* [Activity] Find the lines holding the string "engine" in the data, then copy all of them.

.....

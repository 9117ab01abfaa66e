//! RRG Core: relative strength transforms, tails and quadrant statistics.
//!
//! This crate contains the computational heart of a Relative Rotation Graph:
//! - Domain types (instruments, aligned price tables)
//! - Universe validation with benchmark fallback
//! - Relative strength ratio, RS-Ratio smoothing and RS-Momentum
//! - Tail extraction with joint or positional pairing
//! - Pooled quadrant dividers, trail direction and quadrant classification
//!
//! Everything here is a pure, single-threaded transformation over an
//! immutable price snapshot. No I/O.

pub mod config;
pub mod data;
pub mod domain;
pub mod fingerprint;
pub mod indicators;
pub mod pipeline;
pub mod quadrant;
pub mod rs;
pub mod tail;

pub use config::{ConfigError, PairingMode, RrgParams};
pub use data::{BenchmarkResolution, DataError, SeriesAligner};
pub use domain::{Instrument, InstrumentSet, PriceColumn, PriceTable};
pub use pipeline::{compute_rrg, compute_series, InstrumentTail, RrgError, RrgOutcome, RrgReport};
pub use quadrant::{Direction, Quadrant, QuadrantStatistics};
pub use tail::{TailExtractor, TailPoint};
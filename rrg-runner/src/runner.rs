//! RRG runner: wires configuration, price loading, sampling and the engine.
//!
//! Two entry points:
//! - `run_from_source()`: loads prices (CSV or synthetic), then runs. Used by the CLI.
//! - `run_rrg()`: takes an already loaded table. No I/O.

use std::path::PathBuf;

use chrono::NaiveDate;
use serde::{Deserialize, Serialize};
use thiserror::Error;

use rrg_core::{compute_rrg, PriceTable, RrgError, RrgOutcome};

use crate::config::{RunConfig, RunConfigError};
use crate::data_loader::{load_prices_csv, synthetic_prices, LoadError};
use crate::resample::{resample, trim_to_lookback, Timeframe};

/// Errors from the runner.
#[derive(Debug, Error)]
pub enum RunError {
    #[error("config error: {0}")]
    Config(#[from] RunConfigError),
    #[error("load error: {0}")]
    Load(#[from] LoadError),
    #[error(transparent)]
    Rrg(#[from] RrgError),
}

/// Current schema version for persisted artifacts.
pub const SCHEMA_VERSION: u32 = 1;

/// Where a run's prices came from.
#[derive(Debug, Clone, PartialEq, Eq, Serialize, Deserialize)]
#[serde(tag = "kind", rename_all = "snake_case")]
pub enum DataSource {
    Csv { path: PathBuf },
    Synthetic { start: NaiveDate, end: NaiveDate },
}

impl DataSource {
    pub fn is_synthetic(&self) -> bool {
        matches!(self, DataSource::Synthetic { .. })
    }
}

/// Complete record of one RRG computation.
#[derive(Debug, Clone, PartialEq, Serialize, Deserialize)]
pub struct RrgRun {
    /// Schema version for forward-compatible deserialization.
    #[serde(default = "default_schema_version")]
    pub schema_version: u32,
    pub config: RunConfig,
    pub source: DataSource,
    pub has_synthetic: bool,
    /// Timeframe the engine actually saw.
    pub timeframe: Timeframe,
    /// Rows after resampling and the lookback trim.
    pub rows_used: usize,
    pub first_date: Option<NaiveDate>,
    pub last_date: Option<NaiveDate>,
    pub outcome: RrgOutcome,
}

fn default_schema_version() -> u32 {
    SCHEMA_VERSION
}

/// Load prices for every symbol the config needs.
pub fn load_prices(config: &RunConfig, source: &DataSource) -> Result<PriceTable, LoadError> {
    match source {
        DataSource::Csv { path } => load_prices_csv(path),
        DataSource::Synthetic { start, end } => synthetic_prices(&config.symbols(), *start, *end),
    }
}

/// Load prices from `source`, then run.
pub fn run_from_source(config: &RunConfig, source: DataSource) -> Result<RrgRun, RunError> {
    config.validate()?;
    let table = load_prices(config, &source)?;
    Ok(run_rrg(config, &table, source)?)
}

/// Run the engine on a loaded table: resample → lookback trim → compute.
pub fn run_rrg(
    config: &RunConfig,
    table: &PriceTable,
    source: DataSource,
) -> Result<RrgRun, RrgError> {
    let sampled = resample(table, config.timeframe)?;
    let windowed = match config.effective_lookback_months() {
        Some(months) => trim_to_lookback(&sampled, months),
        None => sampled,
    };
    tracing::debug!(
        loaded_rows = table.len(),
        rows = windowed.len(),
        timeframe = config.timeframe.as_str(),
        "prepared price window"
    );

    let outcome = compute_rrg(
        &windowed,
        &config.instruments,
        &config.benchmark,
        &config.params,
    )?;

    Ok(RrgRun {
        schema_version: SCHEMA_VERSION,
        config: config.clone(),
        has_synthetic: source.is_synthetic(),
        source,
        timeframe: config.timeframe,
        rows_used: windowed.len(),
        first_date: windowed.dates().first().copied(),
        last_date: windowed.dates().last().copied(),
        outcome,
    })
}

.....

* [Solution below]
//! RRG runner: wires configuration, price loading, sampling and the engine.
    /// Timeframe the engine actually saw.
/// Run the engine on a loaded table: resample → lookback trim → compute.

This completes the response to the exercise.